La líder del Frente Nacional sabe que los franceses están preocupados por el futuro impacto de abandonar la moneda única en relación a sus puestos de trabajo, en el ahorro y la jubilación. De ahí, que la propuesta sería un término medio que podríamos situarlo en la zona pre-euro, cuando el valor de las monedas estaba fijada frente a una cesta común.

Incluso, Le Pen ha afirmado que la deuda nacional del país se podría convertir en esa nueva divisa. El economista del Frente Nacional ha comentado que en el nuevo sistema habrían tipos de cambios fijos pero que se le permitirían algún tipo de ajustes aunque no especificado más allá de cómo se producirían estos ajustes.

La sugerencia de Le Pen podría tener algún atractivo más allá de las fronteras francesas. Una vuelta a aquella época que se permitió a los países devaluar o revaluar sus monedas en circunstancias excepcionales podría tener una visualización positiva desde el sur de Europa.

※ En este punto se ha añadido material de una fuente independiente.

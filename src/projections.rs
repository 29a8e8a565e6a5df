use crate::error::PreconditionError;
use crate::models::{Anomaly, Event, SequencePatch};


/// Longest pause (seconds) between two events of the same session
pub const GAP_THRESHOLD_SECONDS: i64 = 360;

/// Same-URL repeats faster than this (seconds) count as bot traffic
pub const BOT_TRAFFIC_THRESHOLD_SECONDS: i64 = 1;

/// Pass 1 result for one user's event stream
#[derive(Debug, Clone, PartialEq, Eq)]
pub struct SequenceOutcome {
    /// One patch per input event, in input order
    pub patches: Vec<SequencePatch>,
    pub anomalies: Vec<Anomaly>,
}

impl SequenceOutcome {
    /// Number of multi-event sessions found
    pub fn session_count(&self) -> usize {
        self.patches
            .iter()
            .filter(|p| p.root_event_id == Some(p.event_id))
            .count()
    }
}

/// Groups one user's chronologically ordered events into sessions.
///
/// A session is a run of events no more than [`GAP_THRESHOLD_SECONDS`] apart.
/// Only runs of two or more events keep a root event id; a lone event (at the
/// start, between two gaps, or at the end of the stream) ends up unrooted.
/// Input order is trusted, never re-sorted.
pub fn build_sequences(user: &str, events: &[Event]) -> Result<SequenceOutcome, PreconditionError> {
    if events.is_empty() {
        return Err(PreconditionError::EmptyGroup {
            key: user.to_string(),
        });
    }
    if let Some(other) = events.iter().find(|e| e.user_identifier != user) {
        return Err(PreconditionError::MixedUsers {
            event_id: other.id,
            expected: user.to_string(),
            found: other.user_identifier.clone(),
        });
    }

    let last = events.len() - 1;
    let mut patches: Vec<SequencePatch> = events.iter().map(|e| SequencePatch::new(e.id)).collect();
    let mut anomalies = Vec::new();
    // index of the first event of the open session
    let mut start = 0;

    for (idx, event) in events.iter().enumerate() {
        let is_last = idx == last;
        patches[idx].root_event_id = Some(events[start].id);

        if idx == start {
            if is_last {
                patches[idx].root_event_id = None;
            }
            continue;
        }

        let previous = &events[idx - 1];
        let diff = (event.creation_date - previous.creation_date).num_seconds();
        if diff < 0 {
            anomalies.push(Anomaly::NegativeDiff {
                event_id: event.id,
                diff_seconds: diff,
            });
        } else {
            patches[idx].diff_seconds = Some(diff);
        }

        if diff > GAP_THRESHOLD_SECONDS {
            if idx - start == 1 {
                // closed session held a single event
                patches[idx - 1].root_event_id = None;
            }
            patches[idx].root_event_id = if is_last { None } else { Some(event.id) };
            start = idx;
        } else {
            patches[idx].bot_traffic = is_bot_traffic(patches[idx].diff_seconds, previous, event);
            patches[idx].gap_in_sequence = has_gap(previous, event);
        }
    }

    Ok(SequenceOutcome { patches, anomalies })
}

/// Near-instant repeat access of the same URL
pub fn is_bot_traffic(diff_seconds: Option<i64>, previous: &Event, event: &Event) -> bool {
    match diff_seconds {
        Some(diff) => {
            diff < BOT_TRAFFIC_THRESHOLD_SECONDS && event.url.trim() == previous.url.trim()
        }
        None => false,
    }
}

/// Broken source/target chain, or a referrer that is not a prefix of the
/// previous URL (referrers are often truncated upstream)
pub fn has_gap(previous: &Event, event: &Event) -> bool {
    previous.event_target != event.event_source || !previous.url.starts_with(&event.referrer)
}
use serde::de::DeserializeOwned;
use serde::Serialize;
use std::fs::{self, File};
use std::io::{BufRead, BufReader, BufWriter, Write};
use std::path::{Path, PathBuf};

use crate::error::PartitionError;

pub const USER_IDENTIFIERS_BASE_FILENAME: &str = "user_identifiers";
pub const ROOT_EVENT_IDS_BASE_FILENAME: &str = "root_event_ids";

/// Splits `keys` into exactly `n` contiguous chunks whose sizes differ by at
/// most one; earlier chunks take the remainder.
pub fn split<T: Clone>(keys: &[T], n: usize) -> Vec<Vec<T>> {
    let n = n.max(1);
    let base = keys.len() / n;
    let remainder = keys.len() % n;

    let mut chunks = Vec::with_capacity(n);
    let mut offset = 0;
    for i in 0..n {
        let len = base + usize::from(i < remainder);
        chunks.push(keys[offset..offset + len].to_vec());
        offset += len;
    }
    chunks
}

/// Key files kept in the data directory between retrieval and processing.
///
/// One JSON value per line, so opaque identifiers survive unchanged.
#[derive(Debug, Clone)]
pub struct PartitionFiles {
    data_dir: PathBuf,
    base_name: &'static str,
}

impl PartitionFiles {
    pub fn new(data_dir: &Path, base_name: &'static str) -> Self {
        Self {
            data_dir: data_dir.to_path_buf(),
            base_name,
        }
    }

    pub fn full_path(&self) -> PathBuf {
        self.data_dir.join(format!("{}.jsonl", self.base_name))
    }

    pub fn shard_path(&self, partition: usize) -> PathBuf {
        self.data_dir
            .join(format!("{}_{}.jsonl", self.base_name, partition))
    }

    /// Saves the full key list, splits it and saves one file per shard
    pub fn save_and_split<T: Serialize + DeserializeOwned + Clone>(
        &self,
        keys: &[T],
        partition_count: usize,
    ) -> Result<Vec<PathBuf>, PartitionError> {
        write_keys(&self.full_path(), keys)?;
        let keys: Vec<T> = read_keys(&self.full_path())?;

        split(&keys, partition_count)
            .iter()
            .enumerate()
            .map(|(i, chunk)| {
                let path = self.shard_path(i);
                write_keys(&path, chunk)?;
                tracing::debug!(path = %path.display(), keys = chunk.len(), "partition file written");
                Ok(path)
            })
            .collect()
    }

    pub fn read_shard<T: DeserializeOwned>(&self, partition: usize) -> Result<Vec<T>, PartitionError> {
        read_keys(&self.shard_path(partition))
    }
}

/// Replaces `path` with one JSON line per key
pub fn write_keys<T: Serialize>(path: &Path, keys: &[T]) -> Result<(), PartitionError> {
    let io_err = |source| PartitionError::Io {
        path: path.to_path_buf(),
        source,
    };

    let mut writer = BufWriter::new(File::create(path).map_err(io_err)?);
    for key in keys {
        let line = serde_json::to_string(key).map_err(|source| PartitionError::Encode {
            path: path.to_path_buf(),
            source,
        })?;
        writeln!(writer, "{line}").map_err(io_err)?;
    }
    writer.flush().map_err(io_err)?;
    Ok(())
}

/// Reads keys back; blank lines are skipped, anything else must parse
pub fn read_keys<T: DeserializeOwned>(path: &Path) -> Result<Vec<T>, PartitionError> {
    if !path.is_file() {
        return Err(PartitionError::MissingFile(path.to_path_buf()));
    }
    let io_err = |source| PartitionError::Io {
        path: path.to_path_buf(),
        source,
    };

    let reader = BufReader::new(File::open(path).map_err(io_err)?);
    let mut keys = Vec::new();
    for (idx, line) in reader.lines().enumerate() {
        let line = line.map_err(io_err)?;
        if line.trim().is_empty() {
            continue;
        }
        let key = serde_json::from_str(&line).map_err(|source| PartitionError::CorruptLine {
            path: path.to_path_buf(),
            line: idx + 1,
            source,
        })?;
        keys.push(key);
    }
    Ok(keys)
}

/// Makes sure the data directory exists
pub fn ensure_data_dir(data_dir: &Path) -> Result<(), PartitionError> {
    fs::create_dir_all(data_dir).map_err(|source| PartitionError::Io {
        path: data_dir.to_path_buf(),
        source,
    })
}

La única manera de recuperar la competitividad perdida desde la introducción del euro ha sido disminuir los costes laborales unitarios. En términos políticos, Le Pen tiene poco que perder a través de presumir una solución aparentemente simple y sin dolor a un problema complejo muy propio del discurso populista.

Sin embargo, lo que no se menciona en el discurso proteccionista de la ultraderecha es que tras las devaluaciones competitivas importar era mucho más caro y la inflación se acentuaba, siendo una maquinaria de destruir poder adquisitivo (España tuvo que esconder su inflación en el déficit de tarifa para entrar en el euro). Esto se debe a que por ejemplo el barril de Brent cotiza en dólares y devaluar frene al dólar llevaría a un escenario de subida de precios interna.

Si las devaluaciones competitivas fueran la panacea para mejorar la situación económica de un país, una de las economías lideres del mundo debería ser Venezuela pues su divisa se ha hundido frente al dólar, y se encuentra sumergida en un escenario de hiperinflación y recesión económica.

Consecuencias de esta decisión para el euro

Cabe recordar que el euro, tal y como lo conocemos hoy en día, es la suma de dos divisas en esencia: el marco alemán y el franco francés, por lo que la salida de Francia de la moneda única implicaría la práctica disolución del euro y las políticas monetarias desarrolladas irían encaminadas a beneficiar a Alemania en exclusiva por su sobreponderación en el euro. En otras palabras, sería como si el resto de países hubieran adoptado el marco alemán.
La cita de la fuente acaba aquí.